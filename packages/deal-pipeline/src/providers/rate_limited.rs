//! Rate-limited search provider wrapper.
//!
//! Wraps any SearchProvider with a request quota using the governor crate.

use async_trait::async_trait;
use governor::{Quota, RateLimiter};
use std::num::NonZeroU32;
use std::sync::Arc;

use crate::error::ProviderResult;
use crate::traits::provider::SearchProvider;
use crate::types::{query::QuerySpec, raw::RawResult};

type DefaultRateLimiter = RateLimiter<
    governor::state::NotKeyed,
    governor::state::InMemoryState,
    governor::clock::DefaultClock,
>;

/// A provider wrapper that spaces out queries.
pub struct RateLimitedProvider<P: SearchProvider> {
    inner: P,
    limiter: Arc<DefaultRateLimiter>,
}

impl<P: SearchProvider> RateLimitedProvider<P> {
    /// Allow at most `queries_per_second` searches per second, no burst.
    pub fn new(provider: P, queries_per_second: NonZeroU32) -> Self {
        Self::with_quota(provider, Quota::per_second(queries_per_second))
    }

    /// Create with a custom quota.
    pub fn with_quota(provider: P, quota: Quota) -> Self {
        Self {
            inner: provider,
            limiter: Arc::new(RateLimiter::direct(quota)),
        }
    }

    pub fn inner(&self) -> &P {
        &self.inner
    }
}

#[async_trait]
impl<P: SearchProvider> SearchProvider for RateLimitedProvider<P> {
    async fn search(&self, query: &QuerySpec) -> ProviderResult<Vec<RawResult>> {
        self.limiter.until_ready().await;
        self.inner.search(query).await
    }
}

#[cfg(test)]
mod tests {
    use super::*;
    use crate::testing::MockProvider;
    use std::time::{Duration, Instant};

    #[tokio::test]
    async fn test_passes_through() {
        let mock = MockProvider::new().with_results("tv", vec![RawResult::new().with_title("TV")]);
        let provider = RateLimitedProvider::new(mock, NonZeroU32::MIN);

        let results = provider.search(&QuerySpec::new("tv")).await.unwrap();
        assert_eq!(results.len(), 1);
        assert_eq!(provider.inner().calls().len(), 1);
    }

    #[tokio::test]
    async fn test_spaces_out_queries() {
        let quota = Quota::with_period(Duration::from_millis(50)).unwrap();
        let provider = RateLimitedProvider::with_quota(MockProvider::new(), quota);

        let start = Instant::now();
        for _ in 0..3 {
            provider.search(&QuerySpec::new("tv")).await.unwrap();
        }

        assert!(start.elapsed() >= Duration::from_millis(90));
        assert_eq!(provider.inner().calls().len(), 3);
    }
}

How to complete this task: Each record must be copied out exactly and in full.

Solution:
filename packages/deal-pipeline/src/providers/rate_limited.rs
//! Rate-limited search provider wrapper.
//!
//! Wraps any SearchProvider with a request quota using the governor crate.

use async_trait::async_trait;
use governor::{Quota, RateLimiter};
use std::num::NonZeroU32;
use std::sync::Arc;

use crate::error::ProviderResult;
use crate::traits::provider::SearchProvider;
use crate::types::{query::QuerySpec, raw::RawResult};

type DefaultRateLimiter = RateLimiter<
    governor::state::NotKeyed,
    governor::state::InMemoryState,
    governor::clock::DefaultClock,
>;

/// A provider wrapper that spaces out queries.
pub struct RateLimitedProvider<P: SearchProvider> {
    inner: P,
    limiter: Arc<DefaultRateLimiter>,
}

impl<P: SearchProvider> RateLimitedProvider<P> {
    /// Allow at most `queries_per_second` searches per second, no burst.
    pub fn new(provider: P, queries_per_second: NonZeroU32) -> Self {
        Self::with_quota(provider, Quota::per_second(queries_per_second))
    }

    /// Create with a custom quota.
    pub fn with_quota(provider: P, quota: Quota) -> Self {
        Self {
            inner: provider,
            limiter: Arc::new(RateLimiter::direct(quota)),
        }
    }

    pub fn inner(&self) -> &P {
        &self.inner
    }
}

#[async_trait]
impl<P: SearchProvider> SearchProvider for RateLimitedProvider<P> {
    async fn search(&self, query: &QuerySpec) -> ProviderResult<Vec<RawResult>> {
        self.limiter.until_ready().await;
        self.inner.search(query).await
    }
}

#[cfg(test)]
mod tests {
    use super::*;
    use crate::testing::MockProvider;
    use std::time::{Duration, Instant};

    #[tokio::test]
    async fn test_passes_through() {
        let mock = MockProvider::new().with_results("tv", vec![RawResult::new().with_title("TV")]);
        let provider = RateLimitedProvider::new(mock, NonZeroU32::MIN);

        let results = provider.search(&QuerySpec::new("tv")).await.unwrap();
        assert_eq!(results.len(), 1);
        assert_eq!(provider.inner().calls().len(), 1);
    }

    #[tokio::test]
    async fn test_spaces_out_queries() {
        let quota = Quota::with_period(Duration::from_millis(50)).unwrap();
        let provider = RateLimitedProvider::with_quota(MockProvider::new(), quota);

        let start = Instant::now();
        for _ in 0..3 {
            provider.search(&QuerySpec::new("tv")).await.unwrap();
        }

        assert!(start.elapsed() >= Duration::from_millis(90));
        assert_eq!(provider.inner().calls().len(), 3);
    }
}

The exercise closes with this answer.